- [Task]:
Count the lines in the material below that contain the word "ParseError" and give the number alone.

---+---

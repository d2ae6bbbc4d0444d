use clap::{App, Arg};
use log::info;
use plsat::formula::{dimacs, read_formula, text, Format, Formula, ParseError};
use plsat::*;
use std::path::Path;
use std::time::Instant;

fn main() {
    env_logger::init();

    let matches = App::new("plsat")
        .about("Decides satisfiability of propositional formulas in CNF")
        .arg(Arg::with_name("INPUT").help("input file (stdin if absent)").index(1))
        .arg(
            Arg::with_name("algorithm")
                .long("algorithm")
                .short("a")
                .takes_value(true)
                .possible_values(&["dpll", "brute"])
                .default_value("dpll")
                .help("search procedure"),
        )
        .arg(
            Arg::with_name("format")
                .long("format")
                .short("f")
                .takes_value(true)
                .possible_values(&["text", "dimacs"])
                .help("input syntax; inferred from the file extension by default"),
        )
        .arg(
            Arg::with_name("stats")
                .long("stats")
                .help("print search statistics (dpll only)"),
        )
        .get_matches();

    let format = matches.value_of("format").and_then(Format::from_name);
    let f = match matches.value_of("INPUT") {
        Some(path) => {
            let format = format.unwrap_or_else(|| Format::from_path(Path::new(path)));
            read_formula(path, format)
        }
        None => parse_stdin(format.unwrap_or(Format::Text)),
    };

    let f = match f {
        Ok(f) => f,
        Err(e) => {
            eprintln!("parse error: {}", e);
            std::process::exit(-1);
        }
    };

    println!("{}", f);
    info!(
        "{} clauses over {} variables",
        f.num_clauses(),
        f.universe().len()
    );

    let start = Instant::now();
    let (result, stats) = match matches.value_of("algorithm") {
        Some("brute") => (brute_force::solve(&f), None),
        _ => {
            let mut solver = Solver::new(&f);
            let result = solver.solve();
            (result, Some(*solver.stats()))
        }
    };
    let elapsed = start.elapsed();

    match &result {
        Some(assignment) => print!("{}", assignment),
        None => println!("No solution"),
    }
    println!("duration = {} ms", elapsed.as_millis());
    if let (true, Some(stats)) = (matches.is_present("stats"), stats) {
        println!("{}", stats);
    }

    let exit_code = match result {
        Some(_) => 0,
        None => 1,
    };
    std::process::exit(exit_code);
}

fn parse_stdin(format: Format) -> Result<Formula, ParseError> {
    match format {
        Format::Text => text::parse_reader(std::io::stdin()),
        Format::Dimacs => dimacs::parse(std::io::stdin()),
    }
}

---+---

- [The completed task]:
2